Former Italian prime minister and European Central Bank (ECB) chief Mario Draghi is desperately trying to salvage the reputation of his long-awaited report on the future of the EU’s competitiveness. His key proposals to make joint loans a permanent feature of the EU budget—in order to finance the massive €800 billion hole in EU investments—and to transfer even more power to the hands of Brussels were flat-out rejected by member states.
On Monday, September 30th, Draghi expressed regret that officials focused too much on the joint debt suggestion and therefore missed the big picture. He went on to explain that issuing more joint debt was not really “essential” anyway, although he added that his call to invest around 5% of the bloc’s GDP into competitiveness is just a “conservative” estimate.
“This [joint EU debt] was the very first thing people reacted to in the whole report,” Draghi said at an event hosted by Bruegel, a Brussels-based economic think-tank. “I have to say, as much as I love this concept, it is not the main thing in the report,” the former ECB president said, adding, “There are many good reasons for having it, [but] it is not an essential ingredient.”

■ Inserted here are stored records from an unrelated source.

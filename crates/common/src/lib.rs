//! Substitch Common Utilities
//!
//! Shared infrastructure for all Substitch crates:
//! - Error types and result aliases
//! - Tracing/logging initialization
//! - Configuration loading and the subtitle language selector

pub mod config;
pub mod error;
pub mod logging;

pub use config::*;
pub use error::*;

As we explained after the report’s release in early September, Draghi’s magnum opus called for “regular and sizable issuance by the EU of a common safe and liquid asset to enable joint investment projects” across member states, and “help integrate capital markets,” thereby “building on the model of NextGenEU.”
The NextGenEU instrument was the first time the EU took out a massive loan in the name of the member states to finance pandemic recovery measures in December 2020, and even then most governments only agreed to it after being given guarantees that it was a “one-time only” thing.
Yet the Commission has been floating the idea of more joint debt ever since, ironically in part to help pay off the rising interest rates of that first loan. It is clear that if the EU begins issuing joint debt on such massive scales once more, that will inevitably lead to the bloc becoming a permanent ‘debt union.’
The idea is not only problematic because different countries with different spending habits and economies will be ever closely tied to each other, but also because managing such a scheme will require “specific political and institutional conditions” to be put in place in Brussels, as the report suggested, meaning ever more centralization and erosion of member states’ economic sovereignty.
So while Draghi argues in the report that joint debt is the best way to stay afloat in a world dominated by the U.S. and China, he now claims it’s not “essential” without pointing to alternative modes of raising the colossal investment, as if the EU could just magically conjure up close to a trillion euros every year.
Besides, as Draghi stressed at Bruegel’s event, his call for a “minimum” of €750-800 billion annual investment is a “relatively conservative” estimate because it only covers green energy, digital, and defense investments without addressing other sectors, such as education or ‘climate adaptation.’
It remains to be seen whether the EU will move forward with any of Draghi’s suggestions, but Commission chief Ursula von der Leyen promised she would unveil an economic reform proposal at least partly based on the report sometime in early 2025. After that, it’s up to the EU Parliament and the governments themselves to come up with their revisions or alternatives.
Many (even traditionally sovereigntist) member states have said Draghi’s prognoses about what’s driving Europe’s economic decline are accurate, especially the problem of overregulation, but the answer of more debt and more EU remains, at least for now, unattractive.